O que precisamos fazer é, antes de mais nada, desacelerar o processo de perda e envelhecimento e, em seguida, estimular a criação de novas conexões. A saber: o cérebro tem a capacidade de compensar o funcionamento de áreas que sofreram uma lesão ou um trauma, conforme afirmam pesquisas em neuroplasticidade – um ramo relativamente novo de estudo na medicina. Outro mito que caiu por terra é o de que neurônio perdido não se recupera mais. Desde a última década, alguns estudos
já demonstram que os neurônios podem ser recuperados com exercícios e tratamentos adequados. Um exemplo prático: uma pessoa destra que comece a usar experimentalmente a mão esquerda para comer, ou que, à noite, no escuro de seu quarto – buscando desenvolver aspectos táteis – caminhe até o banheiro, sem acender as luzes, estará estimulando a atividade cerebral e, consequentemente, a criação de novas sinapses. Em outras palavras, estará tirando a poeira dos neurônios.
Do mesmo modo que a leitura. Nesse caso, a pessoa precisa fazer uso de dois canais importantes do cérebro, um que permite a compreensão da grafia – o qual, por sua vez, conecta-se à base de dados da linguagem, comparando e selecionando o que é visto com o que está armazenado. E outro que decodificará as informações da linguagem e permitirá que a pessoa descubra e compreenda novas mensagens. É um processo altamente complexo.
Se tudo na vida se resumir ao aperto de botões é possível imaginar o que vai acontecer com nossa capacidade cognitiva. Podemos até viver mais, mas certamente não seremos senhores de nossa mente.
Estímulo mental e imaginação
Outro aspecto instigante é a capacidade do cérebro de reproduzir ambientes imaginários como se fossem realidade. Nos anos 1970, foi feito um estudo com prisioneiros
de guerra norte-americanos que haviam lutado no Vietnã e que conseguiram voltar para os Estados Unidos (…).

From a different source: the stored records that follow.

#[cfg(test)]
mod tests {
    use super::*;
    use crate::register::gp32::{eax, ebx};
    use crate::register::gp64::{r12, rax, rbp, rbx, rsp};

    #[test]
    fn direct_register_to_register() {
        let (rex, byte) = direct(rax, rbx);
        assert!(!rex.any());
        assert_eq!(byte, 0b11_000_011);
    }

    #[test]
    fn single_register_no_disp() {
        let ptr = Pointer::reg(rax);
        let (rex, bytes, fixup) = encode(&ptr, 0, 64).unwrap();
        assert!(!rex.any());
        assert_eq!(bytes, vec![0b00_000_000]);
        assert!(fixup.is_none());
    }

    #[test]
    fn sp_family_forces_sib() {
        let ptr = Pointer::reg(rsp);
        let (_, bytes, _) = encode(&ptr, 0, 64).unwrap();
        assert_eq!(bytes[0] & 0b111, 0b100);
        assert_eq!(bytes[0] >> 6, 0b00);
    }

    #[test]
    fn sp_family_with_disp8_uses_ind8_mod() {
        let ptr = (Pointer::reg(rsp) + 0x10i64).unwrap();
        let (_, bytes, _) = encode(&ptr, 0, 64).unwrap();
        // mov eax, [rsp+0x10] -> modrm=44, sib=24, disp8=10
        assert_eq!(bytes, vec![0b01_000_100, 0b00_100_100, 0x10]);
    }

    #[test]
    fn r12_with_disp8_uses_ind8_mod() {
        let ptr = (Pointer::reg(r12) + 0x10i64).unwrap();
        let (rex, bytes, _) = encode(&ptr, 0, 64).unwrap();
        assert!(rex.b);
        assert_eq!(bytes[0] >> 6, 0b01);
        assert_eq!(bytes.last().copied(), Some(0x10));
    }

    #[test]
    fn bp_family_needs_explicit_disp8() {
        let ptr = Pointer::reg(rbp);
        let (_, bytes, _) = encode(&ptr, 0, 64).unwrap();
        assert_eq!(bytes, vec![0b01_000_101, 0]);
    }

    #[test]
    fn extended_register_sets_rex_b() {
        let ptr = Pointer::reg(r12);
        let (rex, _, _) = encode(&ptr, 0, 64).unwrap();
        assert!(rex.b || rex.any());
    }

    #[test]
    fn two_stack_pointers_rejected() {
        let ptr = Pointer { reg1: Some(rsp), reg2: Some(rsp), ..Default::default() };
        assert!(encode(&ptr, 0, 64).is_err());
    }

    #[test]
    fn sixteen_bit_bx_si() {
        use crate::register::gp16::{bx, si};
        let ptr = Pointer { reg1: Some(bx), reg2: Some(si), ..Default::default() };
        let (bytes, _) = encode16(&ptr, 0).unwrap();
        assert_eq!(bytes, vec![0b00_000_000]);
    }

    #[test]
    fn mismatched_width_regs_rejected() {
        let ptr = Pointer { reg1: Some(rax), reg2: Some(ebx), ..Default::default() };
        let _ = eax;
        assert!(encode(&ptr, 0, 64).is_err());
        let _ = rbx;
    }

    #[test]
    fn label_address_produces_fixup() {
        let ptr = Pointer::label("counter");
        let (rex, bytes, fixup) = encode(&ptr, 0, 64).unwrap();
        assert!(!rex.any());
        assert_eq!(bytes[0] & 0b111, 0b101);
        assert_eq!(bytes[0] >> 6, 0b00);
        let fixup = fixup.expect("label operand must report a fixup");
        assert_eq!(fixup.label, "counter");
        assert_eq!(fixup.offset, 1);
        assert_eq!(fixup.width, 4);
        assert!(fixup.rip_relative);
    }

    #[test]
    fn label_address_disp32_on_32bit() {
        let ptr = Pointer::label("counter");
        let (_, _, fixup) = encode(&ptr, 0, 32).unwrap();
        assert!(!fixup.unwrap().rip_relative);
    }

    #[test]
    fn label_with_sixteen_bit_address_rejected() {
        let ptr = Pointer::label("counter");
        assert!(encode(&ptr, 0, 16).is_err());
        assert!(encode16(&ptr, 0).is_err());
    }
}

Havia um grupo formado por jovens que, antes de ser recrutados, eram, em sua maioria, jogadores de basquete e, alguns, de golfe, em suas cidades. Esses jovens, quando prisioneiros no Vietnã, imaginavam ou rememoravam os momentos em que praticavam o seu esporte nos Estados Unidos. Fechando os olhos, eles mentalmente reproduziam os movimentos de várias jogadas – os que jogaram basquete tentavam acertar a bola na cesta, imaginavam a trajetória da bola, a força de impulsão da mão, os passos necessários para a jogada, assim como os que jogavam golfe pensavam no movimento do taco, na batida da bola, sua trajetória, enfim, tudo mentalmente reproduzido e calculado, tal qual eles haviam vivido no passado. (…) A grande surpresa desse estudo é que quando esses soldados voltaram para casa, depois que a guerra terminou, eles conseguiram jogar praticamente no mesmo nível daqueles jovens que não haviam ido para a guerra – ao contrário dos soldados que não zeram esse tipo de exercício mental e que precisaram refazer todos os treinamentos.
(…) A conclusão do estudo mostrava que podemos estimular e ativar os canais e os neurônios que dão avisos à motricidade do corpo mentalmente. É o que se chama de
visualização criativa. (O cérebro não distingue muito bem o que é realidade daquilo que não é. Por isso também existem pessoas que revivem traumas, sofrem com fantasias, têm fobias e acreditam tanto em realidades imaginárias).
Arejar a mente é uma necessidade
Trabalhar todos os segmentos do cérebro, tentar identificar áreas de acomodação para que se possa buscar atividades que permitam o contraste, é uma forma de manter a mente sempre oxigenada e em sua melhor forma. Se a pessoa trabalha o dia inteiro com informática, por exemplo, ela poderá fazer trabalhos de jardinagem, cerâmica, artesanato. Se trabalha em atividades braçais, deve tentar aprender a jogar xadrez. Médicos reunidos conversam sobre o quê? Medicina. Advogados, entre si, só falam de direito; engenheiros, de engenharia; enfim, é uma tendência comportamental e natural nos aglutinarmos com aquilo que nos assemelha, mas isso pode nos isolar – e, então, empobrecer nosso intelecto. É um comportamento que o cérebro reproduz ao limite, com a morte do neurônio. (…) Não é a matemática ou o xadrez que vão fazer uma pessoa ser mais ou menos inteligente – termo aqui usado no sentido de maior ou menor capacidade de conexões –, mas a diversidade, o contato com diferentes saberes, percursos, realidades.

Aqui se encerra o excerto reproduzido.